Problem statement: Tell how many lines in the data below include the word "tokio". The answer is the number only.

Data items

+ + + +

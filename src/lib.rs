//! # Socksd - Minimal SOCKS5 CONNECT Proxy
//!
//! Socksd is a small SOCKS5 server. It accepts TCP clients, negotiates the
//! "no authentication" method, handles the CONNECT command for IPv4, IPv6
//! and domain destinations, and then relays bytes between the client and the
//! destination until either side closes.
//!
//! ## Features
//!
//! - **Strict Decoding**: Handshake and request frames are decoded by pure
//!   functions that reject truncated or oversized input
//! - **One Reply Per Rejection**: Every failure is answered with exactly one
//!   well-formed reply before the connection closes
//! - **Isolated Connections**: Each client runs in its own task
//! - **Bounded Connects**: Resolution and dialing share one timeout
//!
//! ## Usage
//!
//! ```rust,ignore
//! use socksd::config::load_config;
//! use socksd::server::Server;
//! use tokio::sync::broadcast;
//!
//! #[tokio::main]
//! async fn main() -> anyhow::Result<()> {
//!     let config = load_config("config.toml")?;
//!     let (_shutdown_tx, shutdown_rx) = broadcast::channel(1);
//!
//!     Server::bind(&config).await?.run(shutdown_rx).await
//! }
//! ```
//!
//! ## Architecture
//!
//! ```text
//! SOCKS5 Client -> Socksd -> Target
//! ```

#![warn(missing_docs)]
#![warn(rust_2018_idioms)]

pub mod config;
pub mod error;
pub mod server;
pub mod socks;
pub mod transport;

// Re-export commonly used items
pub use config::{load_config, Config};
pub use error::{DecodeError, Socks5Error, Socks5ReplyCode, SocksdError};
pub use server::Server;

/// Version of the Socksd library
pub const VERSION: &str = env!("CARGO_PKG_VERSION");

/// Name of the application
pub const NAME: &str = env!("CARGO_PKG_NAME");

+ + + +

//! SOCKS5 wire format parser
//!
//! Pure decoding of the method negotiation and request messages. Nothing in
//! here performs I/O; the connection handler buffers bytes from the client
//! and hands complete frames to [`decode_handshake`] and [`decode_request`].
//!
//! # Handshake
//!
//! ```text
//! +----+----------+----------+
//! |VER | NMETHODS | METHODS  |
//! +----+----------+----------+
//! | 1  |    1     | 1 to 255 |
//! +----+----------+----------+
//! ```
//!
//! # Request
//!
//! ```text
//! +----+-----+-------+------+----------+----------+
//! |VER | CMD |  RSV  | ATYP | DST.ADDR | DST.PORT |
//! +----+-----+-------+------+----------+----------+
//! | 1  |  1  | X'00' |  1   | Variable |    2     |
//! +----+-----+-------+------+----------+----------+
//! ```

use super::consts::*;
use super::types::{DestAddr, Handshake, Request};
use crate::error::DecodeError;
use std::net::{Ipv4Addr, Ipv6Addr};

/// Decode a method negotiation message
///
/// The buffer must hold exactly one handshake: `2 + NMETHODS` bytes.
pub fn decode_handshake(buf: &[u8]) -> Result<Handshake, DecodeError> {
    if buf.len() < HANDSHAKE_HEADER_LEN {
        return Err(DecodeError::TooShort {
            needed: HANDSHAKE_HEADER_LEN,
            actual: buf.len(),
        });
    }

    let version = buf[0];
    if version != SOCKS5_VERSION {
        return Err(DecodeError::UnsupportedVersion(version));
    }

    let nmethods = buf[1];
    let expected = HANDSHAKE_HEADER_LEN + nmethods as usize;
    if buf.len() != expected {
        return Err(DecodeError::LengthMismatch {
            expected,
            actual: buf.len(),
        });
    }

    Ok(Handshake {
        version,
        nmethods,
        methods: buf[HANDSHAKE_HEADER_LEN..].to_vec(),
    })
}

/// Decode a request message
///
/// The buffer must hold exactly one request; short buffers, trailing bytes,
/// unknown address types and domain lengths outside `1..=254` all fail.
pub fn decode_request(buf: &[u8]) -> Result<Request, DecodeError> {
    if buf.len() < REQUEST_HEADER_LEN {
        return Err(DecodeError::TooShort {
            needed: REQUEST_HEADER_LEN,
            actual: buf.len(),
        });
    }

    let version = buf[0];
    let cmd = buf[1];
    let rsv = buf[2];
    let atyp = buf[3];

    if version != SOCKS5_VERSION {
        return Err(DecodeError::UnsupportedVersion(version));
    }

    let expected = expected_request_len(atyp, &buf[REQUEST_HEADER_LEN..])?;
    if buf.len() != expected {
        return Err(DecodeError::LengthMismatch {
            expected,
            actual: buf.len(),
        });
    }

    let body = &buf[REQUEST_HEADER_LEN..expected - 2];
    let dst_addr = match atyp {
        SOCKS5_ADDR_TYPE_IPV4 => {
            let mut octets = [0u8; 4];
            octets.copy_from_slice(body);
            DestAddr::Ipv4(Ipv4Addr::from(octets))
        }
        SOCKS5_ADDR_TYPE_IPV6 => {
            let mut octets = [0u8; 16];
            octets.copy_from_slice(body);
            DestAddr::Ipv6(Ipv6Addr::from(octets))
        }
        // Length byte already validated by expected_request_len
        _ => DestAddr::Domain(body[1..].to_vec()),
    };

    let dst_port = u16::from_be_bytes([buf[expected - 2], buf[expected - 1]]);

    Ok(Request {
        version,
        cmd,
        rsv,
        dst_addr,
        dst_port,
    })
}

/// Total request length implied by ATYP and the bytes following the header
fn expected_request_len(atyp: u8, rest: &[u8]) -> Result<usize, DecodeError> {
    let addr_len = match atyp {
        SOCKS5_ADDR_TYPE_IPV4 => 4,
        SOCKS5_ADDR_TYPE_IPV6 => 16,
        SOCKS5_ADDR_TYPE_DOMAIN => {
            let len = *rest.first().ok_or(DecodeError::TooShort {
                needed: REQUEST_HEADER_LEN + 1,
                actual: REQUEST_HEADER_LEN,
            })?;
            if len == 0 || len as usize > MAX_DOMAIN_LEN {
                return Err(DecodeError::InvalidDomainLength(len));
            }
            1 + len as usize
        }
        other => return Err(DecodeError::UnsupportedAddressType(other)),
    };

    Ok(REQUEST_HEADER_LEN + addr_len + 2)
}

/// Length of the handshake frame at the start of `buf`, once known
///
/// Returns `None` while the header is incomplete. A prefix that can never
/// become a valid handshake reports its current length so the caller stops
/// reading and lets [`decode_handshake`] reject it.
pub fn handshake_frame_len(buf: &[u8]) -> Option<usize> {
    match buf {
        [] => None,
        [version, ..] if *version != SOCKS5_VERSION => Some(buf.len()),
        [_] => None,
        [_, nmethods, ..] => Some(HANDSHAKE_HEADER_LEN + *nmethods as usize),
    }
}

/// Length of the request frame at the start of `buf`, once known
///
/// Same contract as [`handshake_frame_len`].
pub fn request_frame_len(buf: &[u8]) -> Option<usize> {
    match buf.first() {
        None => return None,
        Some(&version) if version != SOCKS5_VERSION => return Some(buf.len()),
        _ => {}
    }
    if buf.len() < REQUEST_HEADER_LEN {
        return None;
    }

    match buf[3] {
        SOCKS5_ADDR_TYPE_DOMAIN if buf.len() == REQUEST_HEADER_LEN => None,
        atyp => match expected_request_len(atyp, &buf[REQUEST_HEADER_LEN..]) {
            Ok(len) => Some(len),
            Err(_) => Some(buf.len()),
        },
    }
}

+ + + +

Solution: 2